"
=== How the the partition level repair works
- The repair master decides which ranges to work on.
- The repair master splits the ranges to sub ranges which contains around 100
partitions.
- The repair master computes the checksum of the 100 partitions and asks the
related peers to compute the checksum of the 100 partitions.
- If the checksum matches, the data in this sub range is synced.
- If the checksum mismatches, repair master fetches the data from all the peers
and sends back the merged data to peers.
=== Major problems with partition level repair
- A mismatch of a single row in any of the 100 partitions causes 100
partitions to be transferred. A single partition can be very large. Not to
mention the size of 100 partitions.
- Checksum (find the mismatch) and streaming (fix the mismatch) will read the
same data twice
=== Row level repair
Row level checksum and synchronization: detect row level mismatch and transfer
only the mismatch
=== How the row level repair works
- To solve the problem of reading data twice
Read the data only once for both checksum and synchronization between nodes.
We work on a small range which contains only a few mega bytes of rows,
We read all the rows within the small range into memory.
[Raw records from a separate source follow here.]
//! The capabilities this server exposes.
//!
//! | Tool (`docs_<key>`) | Backed by |
//! |---|---|
//! | `search_docs` | documentation corpus |
//! | `get_changelog` | changelog file |
//! | `search_changelog` | changelog file |
//! | `get_example` | built-in examples |
//! | `describe_method` | built-in method reference |
//! | `config_reference` | built-in configuration reference |
//!
//! | Resource (`docs://<key>`) | Content |
//! |---|---|
//! | `config-reference` | configuration reference |
//! | `changelog` | changelog file |
//! | `examples` | example topic index |
//! | `methods` | method reference |

pub mod resources;
pub mod tools;

use crate::docs::catalog::EXAMPLES;
use crate::docs::DocSources;
use crate::mcp::dispatcher::Dispatcher;
use crate::mcp::registry::CapabilityRegistry;

use resources::{ChangelogResource, ConfigReferenceResource, ExamplesResource, MethodsResource};
use tools::{
    ConfigReference, DescribeMethod, GetChangelog, GetExample, SearchChangelog, SearchDocs,
};

/// Builds the registry of every tool and resource, in listing order.
#[must_use]
pub fn standard_registry(sources: &DocSources) -> CapabilityRegistry {
    CapabilityRegistry::builder()
        .tool(
            "search_docs",
            SearchDocs::new(sources.corpus.clone(), sources.max_results),
        )
        .tool("get_changelog", GetChangelog::new(sources.changelog.clone()))
        .tool(
            "search_changelog",
            SearchChangelog::new(sources.changelog.clone()),
        )
        .tool("get_example", GetExample)
        .tool("describe_method", DescribeMethod)
        .tool("config_reference", ConfigReference)
        .resource("config-reference", ConfigReferenceResource)
        .resource("changelog", ChangelogResource::new(sources.changelog.clone()))
        .resource("examples", ExamplesResource)
        .resource("methods", MethodsResource)
        .build()
}

/// Example topics offered by `completion/complete`.
#[must_use]
pub fn completion_topics() -> Vec<String> {
    EXAMPLES.iter().map(|e| e.topic.to_string()).collect()
}

/// Builds a dispatcher over the standard registry.
#[must_use]
pub fn standard_dispatcher(sources: &DocSources) -> Dispatcher {
    Dispatcher::new(standard_registry(sources), completion_topics())
}

#[cfg(test)]
mod tests {
    use super::*;
    use crate::config::Config;

    #[test]
    fn registers_fixed_set_in_order() {
        let registry = standard_registry(&DocSources::from_config(&Config::default()));

        let tools: Vec<_> = registry.list_tools().into_iter().map(|t| t.name).collect();
        assert_eq!(
            tools,
            vec![
                "docs_search_docs",
                "docs_get_changelog",
                "docs_search_changelog",
                "docs_get_example",
                "docs_describe_method",
                "docs_config_reference",
            ]
        );

        let resources: Vec<_> = registry
            .list_resources()
            .into_iter()
            .map(|r| r.uri)
            .collect();
        assert_eq!(
            resources,
            vec![
                "docs://config-reference",
                "docs://changelog",
                "docs://examples",
                "docs://methods",
            ]
        );
    }

    #[test]
    fn every_tool_schema_is_an_object() {
        let registry = standard_registry(&DocSources::from_config(&Config::default()));
        for tool in registry.list_tools() {
            assert_eq!(tool.input_schema["type"], "object", "{}", tool.name);
            assert!(!tool.description.is_empty());
        }
    }

    #[test]
    fn completion_topics_follow_table_order() {
        let topics = completion_topics();
        assert_eq!(topics.len(), EXAMPLES.len());
        assert_eq!(topics[0], EXAMPLES[0].topic);
    }
}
Find the
mismatch and send the mismatch rows between peers.
We need to find a sync boundary among the nodes which contains only N bytes of
rows.
- To solve the problem of sending unnecessary data.
We need to find the mismatched rows between nodes and only send the delta.
The problem is called set reconciliation problem which is a common problem in
distributed systems.
For example:
Node1 has set1 = {row1, row2, row3}
Node2 has set2 = { row2, row3}
Node3 has set3 = {row1, row2, row4}
To repair:
Node1 fetches nothing from Node2 (set2 - set1), fetches row4 (set3 - set1) from Node3.
Node1 sends row1 and row4 (set1 + set2 + set3 - set2) to Node2
Node1 sends row3 (set1 + set2 + set3 - set3) to Node3.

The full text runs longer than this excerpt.